Task objective:
Calculate how many lines in the following records hold the word "struct", and report that number without comment.

━━━━━━━━━━━━━━━━

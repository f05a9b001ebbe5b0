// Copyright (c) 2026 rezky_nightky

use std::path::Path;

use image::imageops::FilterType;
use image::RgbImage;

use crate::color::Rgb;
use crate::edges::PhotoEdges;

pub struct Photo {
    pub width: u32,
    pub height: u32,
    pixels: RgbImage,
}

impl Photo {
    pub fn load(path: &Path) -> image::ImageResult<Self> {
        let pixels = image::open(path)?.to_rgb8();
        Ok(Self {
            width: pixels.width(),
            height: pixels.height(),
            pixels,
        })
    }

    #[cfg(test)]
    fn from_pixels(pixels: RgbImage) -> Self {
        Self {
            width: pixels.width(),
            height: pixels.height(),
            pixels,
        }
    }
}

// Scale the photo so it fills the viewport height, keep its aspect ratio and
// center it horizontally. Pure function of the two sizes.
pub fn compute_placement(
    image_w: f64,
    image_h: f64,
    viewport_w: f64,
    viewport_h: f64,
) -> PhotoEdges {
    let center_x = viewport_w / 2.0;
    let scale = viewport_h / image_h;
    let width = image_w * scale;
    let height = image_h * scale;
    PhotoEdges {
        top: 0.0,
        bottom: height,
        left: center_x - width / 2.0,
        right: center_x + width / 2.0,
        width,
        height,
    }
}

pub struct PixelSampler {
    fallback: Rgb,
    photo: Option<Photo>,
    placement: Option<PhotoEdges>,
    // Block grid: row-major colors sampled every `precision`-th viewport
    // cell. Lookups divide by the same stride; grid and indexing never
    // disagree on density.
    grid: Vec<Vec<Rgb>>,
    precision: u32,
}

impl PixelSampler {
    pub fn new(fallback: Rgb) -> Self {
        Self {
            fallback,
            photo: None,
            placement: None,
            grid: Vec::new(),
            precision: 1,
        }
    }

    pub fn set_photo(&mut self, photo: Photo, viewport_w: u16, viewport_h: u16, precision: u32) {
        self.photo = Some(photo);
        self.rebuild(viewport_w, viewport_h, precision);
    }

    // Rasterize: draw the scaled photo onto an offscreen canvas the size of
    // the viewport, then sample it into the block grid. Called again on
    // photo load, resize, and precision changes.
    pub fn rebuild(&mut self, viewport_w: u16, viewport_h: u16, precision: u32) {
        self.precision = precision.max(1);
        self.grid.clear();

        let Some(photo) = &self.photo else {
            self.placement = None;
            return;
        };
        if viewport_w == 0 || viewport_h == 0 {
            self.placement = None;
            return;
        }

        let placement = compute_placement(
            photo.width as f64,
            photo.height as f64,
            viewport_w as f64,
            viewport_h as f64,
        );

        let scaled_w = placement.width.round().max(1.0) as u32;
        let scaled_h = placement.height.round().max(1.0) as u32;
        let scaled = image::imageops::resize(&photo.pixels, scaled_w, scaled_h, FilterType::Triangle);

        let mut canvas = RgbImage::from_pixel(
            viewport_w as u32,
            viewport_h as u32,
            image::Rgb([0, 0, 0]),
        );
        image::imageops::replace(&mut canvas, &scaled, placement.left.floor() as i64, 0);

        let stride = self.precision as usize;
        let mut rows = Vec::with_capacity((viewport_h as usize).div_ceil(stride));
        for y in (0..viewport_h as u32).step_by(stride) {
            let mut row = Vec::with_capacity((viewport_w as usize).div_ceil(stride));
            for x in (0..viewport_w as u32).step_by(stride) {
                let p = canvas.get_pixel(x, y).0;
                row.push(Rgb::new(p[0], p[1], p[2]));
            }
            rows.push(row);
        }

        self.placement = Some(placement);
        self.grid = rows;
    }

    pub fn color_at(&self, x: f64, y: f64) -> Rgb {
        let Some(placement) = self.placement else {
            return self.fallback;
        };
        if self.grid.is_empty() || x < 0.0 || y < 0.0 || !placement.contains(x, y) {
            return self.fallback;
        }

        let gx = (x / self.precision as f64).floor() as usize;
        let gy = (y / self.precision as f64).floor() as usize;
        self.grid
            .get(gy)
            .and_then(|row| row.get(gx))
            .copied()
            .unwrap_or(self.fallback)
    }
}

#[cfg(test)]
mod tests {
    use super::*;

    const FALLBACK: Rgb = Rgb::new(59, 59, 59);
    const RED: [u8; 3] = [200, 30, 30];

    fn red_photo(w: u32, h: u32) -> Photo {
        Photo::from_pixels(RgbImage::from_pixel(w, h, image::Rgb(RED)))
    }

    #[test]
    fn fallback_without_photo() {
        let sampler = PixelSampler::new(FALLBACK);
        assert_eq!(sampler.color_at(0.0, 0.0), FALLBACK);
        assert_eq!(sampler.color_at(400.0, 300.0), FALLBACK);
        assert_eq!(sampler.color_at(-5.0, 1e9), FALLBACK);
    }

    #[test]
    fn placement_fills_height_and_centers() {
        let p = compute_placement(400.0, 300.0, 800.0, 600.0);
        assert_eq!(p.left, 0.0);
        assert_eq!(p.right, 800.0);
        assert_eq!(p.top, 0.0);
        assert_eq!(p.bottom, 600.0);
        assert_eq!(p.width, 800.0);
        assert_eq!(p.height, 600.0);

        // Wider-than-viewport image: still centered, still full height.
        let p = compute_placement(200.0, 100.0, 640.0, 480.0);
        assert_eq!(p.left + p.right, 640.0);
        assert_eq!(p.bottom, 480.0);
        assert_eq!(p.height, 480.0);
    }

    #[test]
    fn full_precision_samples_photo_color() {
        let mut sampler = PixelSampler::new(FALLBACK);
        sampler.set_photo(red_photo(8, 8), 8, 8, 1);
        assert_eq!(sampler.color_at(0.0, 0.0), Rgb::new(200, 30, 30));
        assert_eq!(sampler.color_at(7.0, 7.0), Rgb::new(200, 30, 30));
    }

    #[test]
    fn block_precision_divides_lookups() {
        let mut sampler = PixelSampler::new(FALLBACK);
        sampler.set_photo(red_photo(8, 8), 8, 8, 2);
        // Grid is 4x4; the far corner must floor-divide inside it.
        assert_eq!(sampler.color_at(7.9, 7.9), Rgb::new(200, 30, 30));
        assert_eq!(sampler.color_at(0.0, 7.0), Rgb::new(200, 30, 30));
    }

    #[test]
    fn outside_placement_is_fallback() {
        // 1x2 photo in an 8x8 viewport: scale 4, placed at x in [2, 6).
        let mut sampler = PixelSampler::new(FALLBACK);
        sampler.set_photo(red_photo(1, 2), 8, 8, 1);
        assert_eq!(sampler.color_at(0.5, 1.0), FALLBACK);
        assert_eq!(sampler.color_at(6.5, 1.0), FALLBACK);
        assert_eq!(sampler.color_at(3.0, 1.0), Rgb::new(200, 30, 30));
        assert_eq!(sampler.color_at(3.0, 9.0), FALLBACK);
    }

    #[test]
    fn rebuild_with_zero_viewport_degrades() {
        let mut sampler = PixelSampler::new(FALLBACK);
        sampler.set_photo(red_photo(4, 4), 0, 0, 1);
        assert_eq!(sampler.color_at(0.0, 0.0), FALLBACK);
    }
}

━━━━━━━━━━━━━━━━

Exercise output:
2